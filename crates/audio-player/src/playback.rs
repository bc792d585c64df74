//! Playback stage (CPAL output stream).
//!
//! The output callback:
//! - refills a small local buffer from the shared queue without blocking
//! - applies basic channel mapping (mono↔stereo, best-effort otherwise)
//! - converts `f32` samples to the device sample format

use std::sync::Arc;
use std::sync::atomic::{AtomicBool, AtomicU64, Ordering};

use anyhow::{Result, anyhow};
use cpal::traits::DeviceTrait;

use crate::queue::{PopStrategy, SharedAudio};

/// Shared flags and counters wired into the output callback.
#[derive(Clone, Debug, Default)]
pub struct OutputControl {
    /// While `true` the callback writes silence and leaves the queue untouched.
    pub paused: Arc<AtomicBool>,
    /// Frames written to the device.
    pub played_frames: Arc<AtomicU64>,
    /// Frames of silence written because the queue ran dry.
    pub underrun_frames: Arc<AtomicU64>,
    pub underrun_events: Arc<AtomicU64>,
}

/// Build a CPAL output stream that plays interleaved `f32` samples from `queue`.
///
/// `queue` must already be at the device sample rate. Underruns are filled with silence.
pub fn build_output_stream(
    device: &cpal::Device,
    config: &cpal::StreamConfig,
    sample_format: cpal::SampleFormat,
    queue: &Arc<SharedAudio>,
    refill_max_frames: usize,
    control: OutputControl,
) -> Result<cpal::Stream> {
    match sample_format {
        cpal::SampleFormat::F32 => {
            build_stream::<f32>(device, config, queue, refill_max_frames, control)
        }
        cpal::SampleFormat::I16 => {
            build_stream::<i16>(device, config, queue, refill_max_frames, control)
        }
        cpal::SampleFormat::I32 => {
            build_stream::<i32>(device, config, queue, refill_max_frames, control)
        }
        cpal::SampleFormat::U16 => {
            build_stream::<u16>(device, config, queue, refill_max_frames, control)
        }
        other => Err(anyhow!("Unsupported sample format: {other:?}")),
    }
}

fn build_stream<T>(
    device: &cpal::Device,
    config: &cpal::StreamConfig,
    queue: &Arc<SharedAudio>,
    refill_max_frames: usize,
    control: OutputControl,
) -> Result<cpal::Stream>
where
    T: cpal::Sample + cpal::SizedSample + cpal::FromSample<f32> + Send + 'static,
{
    let channels_out = (config.channels as usize).max(1);
    let refill_max_frames = refill_max_frames.max(1);
    let queue = queue.clone();
    let mut local = LocalBuffer {
        pos: 0,
        src_channels: queue.channels(),
        src: Vec::new(),
    };
    let silence = <T as cpal::Sample>::from_sample::<f32>(0.0);

    let stream = device.build_output_stream(
        config,
        move |data: &mut [T], _| {
            if control.paused.load(Ordering::Relaxed) {
                data.fill(silence);
                return;
            }

            let frames = data.len() / channels_out;
            let mut filled_frames = 0usize;

            for frame in 0..frames {
                if local.pos >= local.src.len() {
                    local.pos = 0;
                    local.src.clear();
                    match queue.pop(PopStrategy::NonBlocking {
                        max_frames: refill_max_frames,
                    }) {
                        Some(v) => local.src = v,
                        None => {
                            if !queue.is_done() {
                                control.underrun_events.fetch_add(1, Ordering::Relaxed);
                                control
                                    .underrun_frames
                                    .fetch_add((frames - frame) as u64, Ordering::Relaxed);
                            }
                            data[frame * channels_out..].fill(silence);
                            break;
                        }
                    }
                }
                for ch in 0..channels_out {
                    let sample = local.next_mapped(channels_out, ch);
                    data[frame * channels_out + ch] = <T as cpal::Sample>::from_sample(sample);
                }
                filled_frames += 1;
            }

            if filled_frames > 0 {
                control
                    .played_frames
                    .fetch_add(filled_frames as u64, Ordering::Relaxed);
            }
        },
        |err| tracing::warn!("stream error: {err}"),
        None,
    )?;

    Ok(stream)
}

/// Samples popped from the queue but not yet written to the device.
struct LocalBuffer {
    pos: usize,
    src_channels: usize,
    src: Vec<f32>,
}

impl LocalBuffer {
    /// Sample for output channel `dst_ch`; advances one source frame after the last channel.
    ///
    /// mono→stereo duplicates, stereo→mono averages, other layouts clamp to the last
    /// available source channel.
    fn next_mapped(&mut self, dst_channels: usize, dst_ch: usize) -> f32 {
        if self.pos >= self.src.len() {
            return 0.0;
        }

        let frame_start = self.pos;
        let get = |ch: usize| -> f32 {
            if ch < self.src_channels {
                self.src.get(frame_start + ch).copied().unwrap_or(0.0)
            } else {
                0.0
            }
        };

        let out = match (self.src_channels, dst_channels) {
            (2, 1) => 0.5 * (get(0) + get(1)),
            (1, _) => get(0),
            _ => get(dst_ch.min(self.src_channels.saturating_sub(1))),
        };

        if dst_ch + 1 == dst_channels {
            self.pos += self.src_channels;
        }
        out
    }
}

#[cfg(test)]
mod tests {
    use super::*;

    fn frames_of(buf: &mut LocalBuffer, dst_channels: usize, n: usize) -> Vec<f32> {
        let mut out = Vec::new();
        for _ in 0..n {
            for ch in 0..dst_channels {
                out.push(buf.next_mapped(dst_channels, ch));
            }
        }
        out
    }

    #[test]
    fn mono_is_duplicated_to_stereo() {
        let mut buf = LocalBuffer {
            pos: 0,
            src_channels: 1,
            src: vec![0.25, 0.5],
        };
        assert_eq!(frames_of(&mut buf, 2, 2), vec![0.25, 0.25, 0.5, 0.5]);
    }

    #[test]
    fn stereo_is_averaged_to_mono() {
        let mut buf = LocalBuffer {
            pos: 0,
            src_channels: 2,
            src: vec![1.0, 0.0, 0.5, 0.5],
        };
        assert_eq!(frames_of(&mut buf, 1, 2), vec![0.5, 0.5]);
    }

    #[test]
    fn exhausted_buffer_yields_silence() {
        let mut buf = LocalBuffer {
            pos: 0,
            src_channels: 2,
            src: vec![0.1, 0.2],
        };
        assert_eq!(frames_of(&mut buf, 2, 2), vec![0.1, 0.2, 0.0, 0.0]);
    }
}
//! Bounded queues of interleaved `f32` samples.
//!
//! [`SharedAudio`] carries decoded PCM between pipeline stages:
//! - decode thread → queue
//! - resampler thread → queue
//! - CPAL callback drains queue (non-blocking)
//!
//! `close()` ends the producer side; consumers drain what is left and then see `None`.

use std::collections::VecDeque;
use std::sync::atomic::{AtomicBool, AtomicU64, Ordering};
use std::sync::{Condvar, Mutex, MutexGuard, PoisonError};
use std::time::{Duration, Instant};

/// Thread-safe bounded queue for interleaved samples.
///
/// Capacity is `max_buffered_samples`; producers block when it is reached. The `done`
/// flag lives under the same mutex as the samples so close and drain cannot race.
pub struct SharedAudio {
    channels: usize,
    inner: Mutex<SharedInner>,
    cv: Condvar,
    max_buffered_samples: usize,
    created: Instant,
    low_watermark_ms: AtomicU64,
}

struct SharedInner {
    queue: VecDeque<f32>,
    done: bool,
}

/// How many frames to take from the queue.
pub enum PopStrategy {
    /// Block until exactly `frames` are available; `None` if closed first.
    BlockingExact { frames: usize },
    /// Block until at least one frame is available, then take up to `max_frames`.
    BlockingUpTo { max_frames: usize },
    /// Take up to `max_frames` without waiting; `None` if empty.
    NonBlocking { max_frames: usize },
}

/// Queue capacity in samples for `buffer_seconds` of audio (2 s if the value is unusable).
pub fn calc_max_buffered_samples(rate_hz: u32, channels: usize, buffer_seconds: f32) -> usize {
    let secs = if buffer_seconds.is_finite() && buffer_seconds > 0.0 {
        buffer_seconds
    } else {
        2.0
    };

    let frames = (rate_hz as f32 * secs).ceil() as usize;
    frames.saturating_mul(channels)
}

impl SharedAudio {
    pub fn new(channels: usize, max_buffered_samples: usize) -> Self {
        let channels = channels.max(1);
        Self {
            channels,
            inner: Mutex::new(SharedInner {
                queue: VecDeque::new(),
                done: false,
            }),
            cv: Condvar::new(),
            max_buffered_samples: max_buffered_samples.max(channels),
            created: Instant::now(),
            low_watermark_ms: AtomicU64::new(0),
        }
    }

    fn lock(&self) -> MutexGuard<'_, SharedInner> {
        self.inner.lock().unwrap_or_else(PoisonError::into_inner)
    }

    pub fn channels(&self) -> usize {
        self.channels
    }

    /// Buffered frames right now.
    pub fn len_frames(&self) -> usize {
        self.lock().queue.len() / self.channels
    }

    pub fn is_done(&self) -> bool {
        self.lock().done
    }

    /// Mark the producer side finished and wake all waiters. Idempotent.
    pub fn close(&self) {
        let mut g = self.lock();
        g.done = true;
        drop(g);
        self.cv.notify_all();
    }

    /// Close and discard anything still buffered.
    pub fn abort(&self) {
        let mut g = self.lock();
        g.done = true;
        g.queue.clear();
        drop(g);
        self.cv.notify_all();
    }

    /// Push samples, blocking while the queue is full. Returns early if the queue closes.
    pub fn push_interleaved_blocking(&self, samples: &[f32]) {
        let mut offset = 0;

        while offset < samples.len() {
            let g = self.lock();
            let mut g = self
                .cv
                .wait_while(g, |inner| {
                    inner.queue.len() >= self.max_buffered_samples && !inner.done
                })
                .unwrap_or_else(PoisonError::into_inner);
            if g.done {
                return;
            }

            let room = self.max_buffered_samples - g.queue.len();
            let take = room.min(samples.len() - offset);
            g.queue.extend(samples[offset..offset + take].iter().copied());
            offset += take;

            drop(g);
            self.cv.notify_all();
        }
    }

    /// Pop interleaved frames using `strategy`.
    pub fn pop(&self, strategy: PopStrategy) -> Option<Vec<f32>> {
        let mut g = self.lock();
        let take_samples = match strategy {
            PopStrategy::BlockingExact { frames } => {
                let want = frames * self.channels;
                g = self
                    .cv
                    .wait_while(g, |inner| inner.queue.len() < want && !inner.done)
                    .unwrap_or_else(PoisonError::into_inner);
                if g.queue.len() < want {
                    return None;
                }
                want
            }
            PopStrategy::BlockingUpTo { max_frames } => {
                g = self
                    .cv
                    .wait_while(g, |inner| inner.queue.is_empty() && !inner.done)
                    .unwrap_or_else(PoisonError::into_inner);
                if g.queue.is_empty() {
                    return None;
                }
                // A closed queue may end on a partial frame; hand it out anyway.
                let frames = (g.queue.len() / self.channels).min(max_frames);
                if frames == 0 {
                    g.queue.len()
                } else {
                    frames * self.channels
                }
            }
            PopStrategy::NonBlocking { max_frames } => {
                let frames = (g.queue.len() / self.channels).min(max_frames);
                if frames == 0 {
                    return None;
                }
                frames * self.channels
            }
        };

        let out: Vec<f32> = g.queue.drain(..take_samples).collect();
        let remaining = g.queue.len();
        drop(g);
        self.cv.notify_all();
        self.log_low_watermark(remaining);
        Some(out)
    }

    fn log_low_watermark(&self, queued: usize) {
        let threshold = (self.max_buffered_samples / 8).max(self.channels * 16);
        if queued == 0 || queued >= threshold {
            return;
        }
        let now = self.created.elapsed().as_millis() as u64;
        let last = self.low_watermark_ms.load(Ordering::Relaxed);
        if now.saturating_sub(last) > 1000 {
            self.low_watermark_ms.store(now, Ordering::Relaxed);
            tracing::debug!(
                queued_samples = queued,
                threshold_samples = threshold,
                "audio queue low watermark"
            );
        }
    }

    /// Block until the queue is closed and drained, `cancel` is set, or `timeout` elapses.
    ///
    /// Returns `true` only for a normal drain.
    pub fn wait_drained(&self, cancel: &AtomicBool, timeout: Option<Duration>) -> bool {
        let deadline = timeout.map(|t| Instant::now() + t);
        let mut g = self.lock();
        loop {
            if cancel.load(Ordering::Relaxed) {
                return false;
            }
            if g.done && g.queue.is_empty() {
                return true;
            }
            let mut slice = Duration::from_millis(50);
            if let Some(deadline) = deadline {
                let now = Instant::now();
                if now >= deadline {
                    return false;
                }
                slice = slice.min(deadline - now);
            }
            let (next, _) = self
                .cv
                .wait_timeout(g, slice)
                .unwrap_or_else(PoisonError::into_inner);
            g = next;
        }
    }
}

──────────────────────────────

→ **YOUR OBJECTIVE**:
What belongs in the answer is each line of the data that has the word "SampleFormat".

→ **TASK RESPONSE**:
    sample_format: cpal::SampleFormat,
        cpal::SampleFormat::F32 => {
        cpal::SampleFormat::I16 => {
        cpal::SampleFormat::I32 => {
        cpal::SampleFormat::U16 => {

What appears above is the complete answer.